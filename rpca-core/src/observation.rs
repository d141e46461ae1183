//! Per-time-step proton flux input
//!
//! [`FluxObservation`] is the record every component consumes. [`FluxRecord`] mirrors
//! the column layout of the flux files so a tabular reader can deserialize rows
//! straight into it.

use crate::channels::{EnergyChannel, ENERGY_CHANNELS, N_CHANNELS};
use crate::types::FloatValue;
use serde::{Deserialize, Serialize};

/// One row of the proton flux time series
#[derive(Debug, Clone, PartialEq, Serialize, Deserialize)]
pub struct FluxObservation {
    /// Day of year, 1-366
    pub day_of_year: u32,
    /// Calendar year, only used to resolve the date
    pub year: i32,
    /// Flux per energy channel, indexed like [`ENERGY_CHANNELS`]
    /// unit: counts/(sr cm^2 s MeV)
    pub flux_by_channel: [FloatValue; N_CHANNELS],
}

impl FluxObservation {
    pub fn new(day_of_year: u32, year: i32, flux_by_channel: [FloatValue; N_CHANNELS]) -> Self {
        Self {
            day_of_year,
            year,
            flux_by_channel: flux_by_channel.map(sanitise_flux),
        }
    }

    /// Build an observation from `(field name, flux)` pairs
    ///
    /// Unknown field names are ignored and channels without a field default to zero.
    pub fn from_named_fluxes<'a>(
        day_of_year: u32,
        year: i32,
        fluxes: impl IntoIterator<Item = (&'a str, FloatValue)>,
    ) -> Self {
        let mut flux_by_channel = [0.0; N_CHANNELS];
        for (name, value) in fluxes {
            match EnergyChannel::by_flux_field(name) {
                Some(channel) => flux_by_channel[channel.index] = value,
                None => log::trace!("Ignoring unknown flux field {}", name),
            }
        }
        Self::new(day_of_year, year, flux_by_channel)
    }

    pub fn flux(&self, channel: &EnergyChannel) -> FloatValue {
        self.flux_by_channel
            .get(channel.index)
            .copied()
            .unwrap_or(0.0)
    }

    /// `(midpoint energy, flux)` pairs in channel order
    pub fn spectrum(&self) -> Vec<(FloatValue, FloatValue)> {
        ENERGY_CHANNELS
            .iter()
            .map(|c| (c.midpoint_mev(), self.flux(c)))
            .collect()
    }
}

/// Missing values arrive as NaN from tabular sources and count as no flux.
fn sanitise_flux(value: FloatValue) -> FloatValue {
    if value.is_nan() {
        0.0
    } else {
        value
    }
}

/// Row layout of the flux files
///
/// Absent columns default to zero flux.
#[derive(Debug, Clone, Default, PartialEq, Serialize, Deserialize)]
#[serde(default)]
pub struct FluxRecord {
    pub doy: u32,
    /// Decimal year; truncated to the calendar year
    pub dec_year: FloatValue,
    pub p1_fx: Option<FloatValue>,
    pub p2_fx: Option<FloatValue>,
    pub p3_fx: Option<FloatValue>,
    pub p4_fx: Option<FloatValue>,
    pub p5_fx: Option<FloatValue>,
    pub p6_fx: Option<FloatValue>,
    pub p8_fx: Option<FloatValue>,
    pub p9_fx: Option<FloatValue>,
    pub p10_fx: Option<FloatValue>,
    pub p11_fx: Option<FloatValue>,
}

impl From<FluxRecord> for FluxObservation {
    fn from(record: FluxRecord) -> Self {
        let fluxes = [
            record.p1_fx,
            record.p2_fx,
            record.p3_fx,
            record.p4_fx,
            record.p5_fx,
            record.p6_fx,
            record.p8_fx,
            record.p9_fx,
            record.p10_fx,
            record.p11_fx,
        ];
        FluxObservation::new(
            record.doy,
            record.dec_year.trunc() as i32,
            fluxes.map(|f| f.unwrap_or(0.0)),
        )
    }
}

+++++

Problem requirements: All of the material above needs to be output exactly, with no line left out.

Answer to the problem:
filename rpca-core/src/observation.rs
repository d141e46461ae1183
//! Per-time-step proton flux input
//!
//! [`FluxObservation`] is the record every component consumes. [`FluxRecord`] mirrors
//! the column layout of the flux files so a tabular reader can deserialize rows
//! straight into it.

use crate::channels::{EnergyChannel, ENERGY_CHANNELS, N_CHANNELS};
use crate::types::FloatValue;
use serde::{Deserialize, Serialize};

/// One row of the proton flux time series
#[derive(Debug, Clone, PartialEq, Serialize, Deserialize)]
pub struct FluxObservation {
    /// Day of year, 1-366
    pub day_of_year: u32,
    /// Calendar year, only used to resolve the date
    pub year: i32,
    /// Flux per energy channel, indexed like [`ENERGY_CHANNELS`]
    /// unit: counts/(sr cm^2 s MeV)
    pub flux_by_channel: [FloatValue; N_CHANNELS],
}

impl FluxObservation {
    pub fn new(day_of_year: u32, year: i32, flux_by_channel: [FloatValue; N_CHANNELS]) -> Self {
        Self {
            day_of_year,
            year,
            flux_by_channel: flux_by_channel.map(sanitise_flux),
        }
    }

    /// Build an observation from `(field name, flux)` pairs
    ///
    /// Unknown field names are ignored and channels without a field default to zero.
    pub fn from_named_fluxes<'a>(
        day_of_year: u32,
        year: i32,
        fluxes: impl IntoIterator<Item = (&'a str, FloatValue)>,
    ) -> Self {
        let mut flux_by_channel = [0.0; N_CHANNELS];
        for (name, value) in fluxes {
            match EnergyChannel::by_flux_field(name) {
                Some(channel) => flux_by_channel[channel.index] = value,
                None => log::trace!("Ignoring unknown flux field {}", name),
            }
        }
        Self::new(day_of_year, year, flux_by_channel)
    }

    pub fn flux(&self, channel: &EnergyChannel) -> FloatValue {
        self.flux_by_channel
            .get(channel.index)
            .copied()
            .unwrap_or(0.0)
    }

    /// `(midpoint energy, flux)` pairs in channel order
    pub fn spectrum(&self) -> Vec<(FloatValue, FloatValue)> {
        ENERGY_CHANNELS
            .iter()
            .map(|c| (c.midpoint_mev(), self.flux(c)))
            .collect()
    }
}

/// Missing values arrive as NaN from tabular sources and count as no flux.
fn sanitise_flux(value: FloatValue) -> FloatValue {
    if value.is_nan() {
        0.0
    } else {
        value
    }
}

/// Row layout of the flux files
///
/// Absent columns default to zero flux.
#[derive(Debug, Clone, Default, PartialEq, Serialize, Deserialize)]
#[serde(default)]
pub struct FluxRecord {
    pub doy: u32,
    /// Decimal year; truncated to the calendar year
    pub dec_year: FloatValue,
    pub p1_fx: Option<FloatValue>,
    pub p2_fx: Option<FloatValue>,
    pub p3_fx: Option<FloatValue>,
    pub p4_fx: Option<FloatValue>,
    pub p5_fx: Option<FloatValue>,
    pub p6_fx: Option<FloatValue>,
    pub p8_fx: Option<FloatValue>,
    pub p9_fx: Option<FloatValue>,
    pub p10_fx: Option<FloatValue>,
    pub p11_fx: Option<FloatValue>,
}

impl From<FluxRecord> for FluxObservation {
    fn from(record: FluxRecord) -> Self {
        let fluxes = [
            record.p1_fx,
            record.p2_fx,
            record.p3_fx,
            record.p4_fx,
            record.p5_fx,
            record.p6_fx,
            record.p8_fx,
            record.p9_fx,
            record.p10_fx,
            record.p11_fx,
        ];
        FluxObservation::new(
            record.doy,
            record.dec_year.trunc() as i32,
            fluxes.map(|f| f.unwrap_or(0.0)),
        )
    }
}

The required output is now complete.